Figure 8. Long-term survival and tumor presence outcomes for PDGF-BHA/shp53 glioma-bearing mice treated with Pen-d/n-ATF5-RP

A. Survival of glioma (PDGF-B/shRNA-p53 induced)-bearing mice (verified by MRI) with or without treatment with Pen-d/n-ATF5-RP (subcutaneous delivery as described in the text). Of the nine control mice, four mice were treated with Pen-Control-RP peptide and five were untreated. The experimental endpoint was 200 days after initial tumor detection by MRI. Survival analysis achieved by Log-rank (Mantel-Cox) test showed a p-value = 0.0194. B. MRI outcomes for tumor-bearing mice before and after subcutaneous treatment with Pen-d/n-ATF5-RP as described in the text. Fisher Exact Match test showed p = 0.0002 with Positive Predictive Value 95% confidence interval of 0.6306 to 1.000. The latter times range from 176-225 days after tumor treatment (183-230 days after tumor detection). C. Brain histopathological outcomes for tumors in control and Pen-d/n-ATF5-RP treated mice. In all cases, MRI verified the presence of tumors prior to treatment.
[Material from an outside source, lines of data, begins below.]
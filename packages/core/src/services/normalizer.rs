//! Block Normalization
//!
//! Turns a freshly decoded [`Block`] into a typed one by reading its two
//! untyped side-channels:
//!
//! 1. **Property phase**: scalar fields (title, code, checkbox, link, ...)
//!    from `properties`, dispatching on the block type
//! 2. **Format phase**: the one format variant selected by the block type,
//!    decoded from `format_raw`
//!
//! # Failure policy
//!
//! - Unreadable auxiliary properties are treated as absent
//! - An unreadable `title` aborts the block with `NormalizeError::SpanParse`
//! - A format payload that doesn't fit its type's shape aborts the block with
//!   `NormalizeError::FormatDecode`
//! - Unknown block types never fail: their format payload is skipped
//!
//! Fields derived before a failure stay set.
//!
//! # Examples
//!
//! ```rust
//! use notion_model_core::models::Block;
//! use notion_model_core::services::BlockNormalizer;
//! use serde_json::json;
//!
//! let mut block: Block = serde_json::from_value(json!({
//!     "id": "b1",
//!     "type": "page",
//!     "properties": { "title": [["Hello, "], ["world", [["b"]]]] },
//!     "format": { "page_icon": "👋" }
//! }))?;
//!
//! BlockNormalizer::default().normalize(&mut block)?;
//!
//! assert_eq!(block.title, "Hello, world");
//! assert_eq!(block.title_full.len(), 2);
//! assert_eq!(block.format_page().unwrap().page_icon, "👋");
//! # Ok::<(), Box<dyn std::error::Error>>(())
//! ```

use crate::config::NormalizerConfig;
use crate::models::{first_text, flatten, Block, BlockFormat, BlockType};
use crate::services::{NormalizeError, NotionSpanParser, PropertyExtractor, SpanResolver};
use crate::utils::{ImageUrlProxy, NotionImageProxy};

const PROP_TITLE: &str = "title";
const PROP_CHECKED: &str = "checked";
const PROP_DESCRIPTION: &str = "description";
const PROP_LINK: &str = "link";
const PROP_SOURCE: &str = "source";
const PROP_LANGUAGE: &str = "language";
const PROP_SIZE: &str = "size";

/// Normalizes blocks using a span resolver and an image proxy
///
/// Stateless apart from its collaborators, so one instance can normalize
/// any number of blocks, from any number of threads.
#[derive(Debug, Clone)]
pub struct BlockNormalizer<S = NotionSpanParser, P = NotionImageProxy> {
    spans: S,
    proxy: P,
}

impl BlockNormalizer {
    /// Default resolver with a proxy built from `config`
    pub fn from_config(config: &NormalizerConfig) -> Self {
        Self {
            spans: NotionSpanParser,
            proxy: NotionImageProxy::from_config(config),
        }
    }
}

impl Default for BlockNormalizer {
    fn default() -> Self {
        Self::from_config(&NormalizerConfig::default())
    }
}

impl<S, P> BlockNormalizer<S, P>
where
    S: SpanResolver,
    P: ImageUrlProxy,
{
    /// Build a normalizer from custom collaborators
    pub fn with_components(spans: S, proxy: P) -> Self {
        Self { spans, proxy }
    }

    /// Run the property phase, then the format phase
    ///
    /// Idempotent: running it again over unchanged raw fields yields the
    /// same derived fields.
    pub fn normalize(&self, block: &mut Block) -> Result<(), NormalizeError> {
        self.apply_properties(block)?;
        self.decode_format(block)
    }

    /// Populate property-derived scalar fields
    ///
    /// Only a failure to resolve the `title` property is reported; every
    /// other property is optional metadata.
    pub fn apply_properties(&self, block: &mut Block) -> Result<(), NormalizeError> {
        let props = PropertyExtractor::new(&self.spans);

        if let Some(title) = props.spans(block, PROP_TITLE) {
            let spans = title
                .map_err(|e| NormalizeError::span_parse(block.id.as_str(), PROP_TITLE, e))?;
            match block.block_type {
                BlockType::Page | BlockType::File | BlockType::Bookmark => {
                    block.title = flatten(&spans);
                    block.title_full = spans;
                }
                BlockType::Code => {
                    block.code = first_text(&spans).to_string();
                }
                _ => {
                    block.inline_content = spans;
                }
            }
        }

        if block.block_type == BlockType::Todo && block.properties.contains_key(PROP_CHECKED) {
            block.is_checked = props.checkbox(block, PROP_CHECKED);
        }

        if let Some(description) = props.first_text(block, PROP_DESCRIPTION) {
            block.description = description;
        }
        if let Some(link) = props.first_text(block, PROP_LINK) {
            block.link = link;
        }

        // A source that arrived on the wire takes precedence
        if block.source.is_empty() {
            if let Some(source) = props.first_text(block, PROP_SOURCE) {
                block.source = source;
            }
        }
        if block.is_image() && !block.source.is_empty() {
            block.image_url = self.proxy.rewrite(&block.source);
        }

        if let Some(language) = props.first_text(block, PROP_LANGUAGE) {
            block.code_language = language;
        }

        if block.block_type == BlockType::File {
            if let Some(size) = props.first_text(block, PROP_SIZE) {
                block.file_size = size;
            }
        }

        Ok(())
    }

    /// Decode `format_raw` into the variant selected by the block type
    ///
    /// Any previously decoded variant is cleared first, so at most one
    /// variant is ever set and an empty payload leaves none.
    pub fn decode_format(&self, block: &mut Block) -> Result<(), NormalizeError> {
        block.format = None;
        if block.format_raw.is_empty() {
            return Ok(());
        }

        let decoded = BlockFormat::decode(&block.block_type, &block.format_raw).map_err(|e| {
            tracing::warn!(
                "Failed to decode {} format of block {}: {}",
                block.block_type,
                block.id,
                e
            );
            NormalizeError::format_decode(
                block.id.as_str(),
                block.block_type.as_str(),
                block.format_raw.clone(),
                e,
            )
        })?;

        let Some(mut format) = decoded else {
            tracing::debug!(
                "Skipping format of block {} with unhandled type '{}'",
                block.id,
                block.block_type
            );
            return Ok(());
        };

        match &mut format {
            BlockFormat::Page(page) => {
                page.page_cover_url = self.proxy.rewrite(&page.page_cover);
            }
            BlockFormat::Image(image) => {
                image.image_url = self.proxy.rewrite(&image.display_source);
            }
            _ => {}
        }
        block.format = Some(format);

        Ok(())
    }
}

/// Normalize `block` with the default configuration
pub fn normalize(block: &mut Block) -> Result<(), NormalizeError> {
    BlockNormalizer::default().normalize(block)
}

#[cfg(test)]
#[path = "normalizer_test.rs"]
mod normalizer_test;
Fisher Exact Match test showed p < 0.0001 with Positive Predictive Value 95% confidence interval of 0.0 to 0.3694. The brains of animals described in A. were harvested either after death (6 controls), after the experimental endpoint (4 Pen-d/n-ATF5-RP treated animals; 2 Pen-Control or 1 non-Treated animal) or after sacrifice for non-tumor related health problems (2 Pen-d/n-ATF5-RP treated animals). For treated animals, histological analysis was carried out 260-547 days after tumor initiation (183-392 days after Pen-d/n-ATF5-RP administration and 190-397 days after initial tumor detection). Brain sections were prepared as described in Methods and were stained with H&E and immunostained for Ki67 and HA (to identify PDGF-B-HA+ tumor cells). The presence/absence of tumors was based on observations of hyperchromatic nuclei, high cellularity, elevated Ki67 staining and HA immunostaining.